A Monique y Miguelángel
Desde la ventana, Herminia mira la calle vacía, las huellas sucias que ha dejado la lluvia. ¿Se habrá mojado? En un charco puede ver reflejada la luz del vecino, la única que alumbra las losas y muros. El silencio, como todo lo que ocurre en sus pensamientos, la aterra. Su calle es un pasillo angosto donde sólo se puede transitar a pie, o en la bicicleta que Xavier siempre quiso y que ella nunca le compró. Detrás de los rombos de hierro, como buena madre, lo mantenía resguardado de todos los accidentes posibles. No se imaginó que algún día él hallaría la llave, que se escaparía aún sabiendo los peligros y horrores de allá fuera, los que ella le contaba cada noche para hacerlo dormir, sentirse tranquilo en su recámara. Tal vez no fueron suficientes los diarios, la nota roja, las fotos de atropellados que ella le fue coleccionando como estampitas en su cuaderno de dibujo. Quizá debió haberle hablado de las dos palabras. Aquellas terribles.

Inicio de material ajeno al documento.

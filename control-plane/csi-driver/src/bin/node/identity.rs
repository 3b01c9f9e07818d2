//! Implementation of gRPC methods from CSI Identity gRPC service.

use scale_csi::{csi::*, csi_plugin_name};

use std::collections::HashMap;
use tonic::{Request, Response, Status};
use tracing::debug;

const PLUGIN_VERSION: &str = env!("CARGO_PKG_VERSION");

#[derive(Clone, Debug)]
pub(crate) struct Identity {}

#[tonic::async_trait]
impl identity_server::Identity for Identity {
    async fn get_plugin_info(
        &self,
        _request: Request<GetPluginInfoRequest>,
    ) -> Result<Response<GetPluginInfoResponse>, Status> {
        debug!(
            "GetPluginInfo request ({}:{})",
            csi_plugin_name(),
            PLUGIN_VERSION
        );

        Ok(Response::new(GetPluginInfoResponse {
            name: csi_plugin_name(),
            vendor_version: PLUGIN_VERSION.to_owned(),
            manifest: HashMap::new(),
        }))
    }

    async fn get_plugin_capabilities(
        &self,
        _request: Request<GetPluginCapabilitiesRequest>,
    ) -> Result<Response<GetPluginCapabilitiesResponse>, Status> {
        // The node plugin only serves the node service.
        Ok(Response::new(GetPluginCapabilitiesResponse {
            capabilities: vec![],
        }))
    }

    async fn probe(
        &self,
        _request: Request<ProbeRequest>,
    ) -> Result<Response<ProbeResponse>, Status> {
        // Volumes only need the local filesystem mounts, so the plugin is always ready.
        Ok(Response::new(ProbeResponse { ready: Some(true) }))
    }
}
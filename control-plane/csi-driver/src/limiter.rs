//! Volume Concurrency Limiter Module
//!
//! In general the Cluster Orchestrator (CO) is responsible for ensuring that there is no more
//! than one call “in-flight” per volume at a given time. However, in some circumstances, the
//! CO MAY lose state (for example when the CO crashes and restarts), and MAY issue multiple
//! calls simultaneously for the same volume. The plugin SHOULD handle this as gracefully as
//! possible. The error code ABORTED MAY be returned by the plugin in this case (see the Error
//! Scheme section for details).
//!
//! Create requests are keyed by volume name and carry the requested size: a retry asking for
//! the same size joins the request already in flight, whereas a request for a different size
//! is aborted.
use crate::store::Store;
use snafu::Snafu;
use std::sync::Arc;
use tracing::trace;

/// Volume concurrency limiter error variants.
#[derive(Debug, Snafu)]
#[snafu(visibility(pub(crate)), context(suffix(false)))]
pub enum Error {
    #[snafu(display(
        "Existing Csi operation is in progress for volume: {} with size {} ({} requested)",
        name,
        inflight_size,
        size
    ))]
    OperationInProgress {
        name: String,
        inflight_size: u64,
        size: u64,
    },
}

impl From<Error> for tonic::Status {
    fn from(error: Error) -> Self {
        match error {
            Error::OperationInProgress { .. } => tonic::Status::aborted(error.to_string()),
        }
    }
}

/// An in-flight create request for a volume name.
#[derive(Debug, Clone, Copy, PartialEq, Eq)]
pub struct InflightEntry {
    /// Requested size in bytes.
    pub size: u64,
    /// Number of requests currently sharing the reservation.
    pub holders: u32,
}

/// The store used to track in-flight create requests.
pub type InflightStore = dyn Store<String, InflightEntry>;

/// This Operation guard is used to ensure that all in-flight requests for a given volume name
/// agree on the requested size, by taking a reservation for the volume's name.
/// When the last holder is dropped the reservation is returned.
pub struct VolumeOpGuard {
    store: Arc<InflightStore>,
    name: String,
}

impl std::fmt::Debug for VolumeOpGuard {
    fn fmt(&self, f: &mut std::fmt::Formatter<'_>) -> std::fmt::Result {
        f.debug_struct("VolumeOpGuard")
            .field("name", &self.name)
            .finish()
    }
}

impl VolumeOpGuard {
    /// Tries to take a volume reservation and returns error if an existing
    /// operation with a different size is already in progress.
    pub fn new(store: Arc<InflightStore>, name: &str, size: u64) -> Result<Self, Error> {
        let key = name.to_string();
        loop {
            let current = store.get(&key);
            let next = match current {
                Some(entry) if entry.size != size => {
                    trace!(
                        volume.name = name,
                        inflight_size = entry.size,
                        size,
                        "Operation already exists for volume"
                    );
                    return Err(Error::OperationInProgress {
                        name: key,
                        inflight_size: entry.size,
                        size,
                    });
                }
                Some(entry) => InflightEntry {
                    size,
                    holders: entry.holders + 1,
                },
                None => InflightEntry { size, holders: 1 },
            };
            if store.compare_and_swap(&key, current.as_ref(), Some(next)) {
                trace!(volume.name = name, holders = next.holders, "New reservation");
                return Ok(Self { store, name: key });
            }
        }
    }
}

impl Drop for VolumeOpGuard {
    fn drop(&mut self) {
        loop {
            let current = self.store.get(&self.name);
            let next = match current {
                None => return,
                Some(entry) if entry.holders <= 1 => None,
                Some(entry) => Some(InflightEntry {
                    holders: entry.holders - 1,
                    ..entry
                }),
            };
            if self
                .store
                .compare_and_swap(&self.name, current.as_ref(), next)
            {
                return;
            }
        }
    }
}

#[cfg(test)]
mod tests {
    use super::*;
    use crate::store::MemStore;

    fn store() -> (Arc<MemStore<String, InflightEntry>>, Arc<InflightStore>) {
        let mem = Arc::new(MemStore::new());
        let dyn_store: Arc<InflightStore> = mem.clone();
        (mem, dyn_store)
    }

    #[test]
    fn different_size_is_aborted() {
        let (mem, store) = store();
        let guard = VolumeOpGuard::new(store.clone(), "pvc-1", 10).unwrap();
        let error = VolumeOpGuard::new(store.clone(), "pvc-1", 20).unwrap_err();
        assert_eq!(tonic::Status::from(error).code(), tonic::Code::Aborted);
        drop(guard);
        assert!(mem.is_empty());
        let _guard = VolumeOpGuard::new(store, "pvc-1", 20).unwrap();
    }

    #[test]
    fn same_size_shares_reservation() {
        let (mem, store) = store();
        let first = VolumeOpGuard::new(store.clone(), "pvc-1", 10).unwrap();
        let second = VolumeOpGuard::new(store.clone(), "pvc-1", 10).unwrap();
        assert_eq!(
            mem.get(&"pvc-1".to_string()),
            Some(InflightEntry { size: 10, holders: 2 })
        );
        drop(first);
        assert_eq!(mem.get(&"pvc-1".to_string()).map(|e| e.holders), Some(1));
        drop(second);
        assert!(mem.is_empty());
    }

    #[test]
    fn names_are_independent() {
        let (mem, store) = store();
        let _a = VolumeOpGuard::new(store.clone(), "pvc-a", 10).unwrap();
        let _b = VolumeOpGuard::new(store, "pvc-b", 20).unwrap();
        assert_eq!(mem.len(), 2);
    }
}
use rpc::csi::{
    controller_service_capability::{self, rpc::Type as ControllerRpcType},
    node_service_capability::{self, rpc::Type as NodeRpcType},
    plugin_capability::{
        service::Type as PluginServiceType, Service, Type::Service as ServiceCapability,
    },
    ControllerServiceCapability, NodeServiceCapability, PluginCapability,
};

/// This returns the exhaustive set of plugin capabilities for this CSI driver.
pub fn plugin_capabilities() -> Vec<PluginCapability> {
    [PluginServiceType::ControllerService]
        .iter()
        .map(|c| PluginCapability {
            r#type: Some(ServiceCapability(Service { r#type: *c as i32 })),
        })
        .collect()
}

/// The RPCs implemented by the controller service.
pub fn controller_capabilities() -> Vec<ControllerServiceCapability> {
    [
        ControllerRpcType::CreateDeleteVolume,
        ControllerRpcType::PublishUnpublishVolume,
    ]
    .iter()
    .map(|c| ControllerServiceCapability {
        r#type: Some(controller_service_capability::Type::Rpc(
            controller_service_capability::Rpc { r#type: *c as i32 },
        )),
    })
    .collect()
}

/// The RPCs implemented by the node service.
pub fn node_capabilities() -> Vec<NodeServiceCapability> {
    [NodeRpcType::StageUnstageVolume]
        .iter()
        .map(|c| NodeServiceCapability {
            r#type: Some(node_service_capability::Type::Rpc(
                node_service_capability::Rpc { r#type: *c as i32 },
            )),
        })
        .collect()
}
use snafu::{ResultExt, Snafu};

/// Errors from parsing a human readable size.
#[derive(Debug, Snafu, PartialEq, Eq)]
#[snafu(visibility(pub(crate)), context(suffix(false)))]
pub enum ParseSizeError {
    #[snafu(display("Size '{}' must start with a number", input))]
    MissingNumber { input: String },
    #[snafu(display("Size '{}' has an invalid number: {}", input, source))]
    InvalidNumber {
        input: String,
        source: std::num::ParseIntError,
    },
    #[snafu(display("Size '{}' has an unknown unit '{}'", input, unit))]
    UnknownUnit { input: String, unit: String },
    #[snafu(display("Size '{}' does not fit in 64 bits", input))]
    Overflow { input: String },
}

/// Converts a human readable size such as `10G`, `512Mi` or `4096` into bytes.
/// Units are powers of 1024 regardless of an `i` in the suffix and are
/// case-insensitive. A bare number is taken as bytes.
pub fn convert_to_bytes(input: &str) -> Result<u64, ParseSizeError> {
    let trimmed = input.trim();
    let split = trimmed
        .find(|c: char| !c.is_ascii_digit())
        .unwrap_or(trimmed.len());
    if split == 0 {
        return MissingNumber { input }.fail();
    }
    let (digits, unit) = trimmed.split_at(split);
    let number = digits.parse::<u64>().context(InvalidNumber { input })?;

    let unit = unit.trim();
    let unit = unit.split('i').next().unwrap_or_default().to_lowercase();
    let shift = match unit.as_str() {
        "" | "b" => 0,
        "k" | "kb" => 10,
        "m" | "mb" => 20,
        "g" | "gb" => 30,
        "t" | "tb" => 40,
        "p" | "pb" => 50,
        _ => return UnknownUnit { input, unit }.fail(),
    };
    match number.checked_mul(1u64 << shift) {
        Some(bytes) => Ok(bytes),
        None => Overflow { input }.fail(),
    }
}

/// Converts bytes to human-readable values.
pub fn into_human(bytes: u64) -> String {
    const SUFFIX: [&str; 7] = ["B", "KiB", "MiB", "GiB", "TiB", "PiB", "EiB"];

    let mut size = bytes as f64;
    let mut index = 0;
    while size >= 1024.0 && index < SUFFIX.len() - 1 {
        size /= 1024.0;
        index += 1;
    }
    if index == 0 {
        return format!("{bytes} B");
    }
    let prefix = format!("{size:.1}");
    format!("{}{}", prefix.trim_end_matches(".0"), SUFFIX[index])
}

#[cfg(test)]
mod tests {
    use super::*;

    #[test]
    fn plain_numbers_are_bytes() {
        assert_eq!(convert_to_bytes("4096"), Ok(4096));
        assert_eq!(convert_to_bytes(" 12 "), Ok(12));
    }

    #[test]
    fn units_are_binary() {
        assert_eq!(convert_to_bytes("1k"), Ok(1024));
        assert_eq!(convert_to_bytes("1KB"), Ok(1024));
        assert_eq!(convert_to_bytes("1Ki"), Ok(1024));
        assert_eq!(convert_to_bytes("2M"), Ok(2 << 20));
        assert_eq!(convert_to_bytes("2MiB"), Ok(2 << 20));
        assert_eq!(convert_to_bytes("10G"), Ok(10 << 30));
        assert_eq!(convert_to_bytes("10 gb"), Ok(10 << 30));
        assert_eq!(convert_to_bytes("1T"), Ok(1 << 40));
        assert_eq!(convert_to_bytes("3Pi"), Ok(3 << 50));
    }

    #[test]
    fn rejects_garbage() {
        assert!(matches!(
            convert_to_bytes("G10"),
            Err(ParseSizeError::MissingNumber { .. })
        ));
        assert!(matches!(
            convert_to_bytes(""),
            Err(ParseSizeError::MissingNumber { .. })
        ));
        assert!(matches!(
            convert_to_bytes("10X"),
            Err(ParseSizeError::UnknownUnit { .. })
        ));
        assert!(matches!(
            convert_to_bytes("99999999999999999999"),
            Err(ParseSizeError::InvalidNumber { .. })
        ));
        assert!(matches!(
            convert_to_bytes("100000P"),
            Err(ParseSizeError::Overflow { .. })
        ));
    }

    #[test]
    fn human_sizes() {
        assert_eq!(into_human(0), "0 B");
        assert_eq!(into_human(1024), "1KiB");
        assert_eq!(into_human(1536), "1.5KiB");
        assert_eq!(into_human(1 << 30), "1GiB");
    }
}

Xavier no había nacido todavía cuando en su cuna recién comprada apareció tallada la frase: morirás joven. No fue Dios, ni un ángel caído, decía la abuela. Tampoco la navaja borracha de su padre. Nadie supo cómo llegaron a enterrarse esas letras en aquella madera nuevecita. Herminia las lijó, les echó plastas de pintura, pegó encima una imagen del sagrado corazón. Pero ellas siguieron ahí, visibles y tercas en la cabecera del niño. A los seis meses, decidió regalar la cuna y su frase fatídica al orfanato. Compró una cama amplia, de latón, ningún mueble de madera. Pero las dos palabras se habían incrustado ya en su frente y siempre aparecían en cada gripe, cada fiebre, cada raspón de su hijo. Ella lo cuidó, lo educó en casa, lo mantuvo a salvo estos diecinueve años. No entiende qué le dio a Xavier por salir si allí lo tenía todo. Por qué se fue así, sin avisarle siquiera.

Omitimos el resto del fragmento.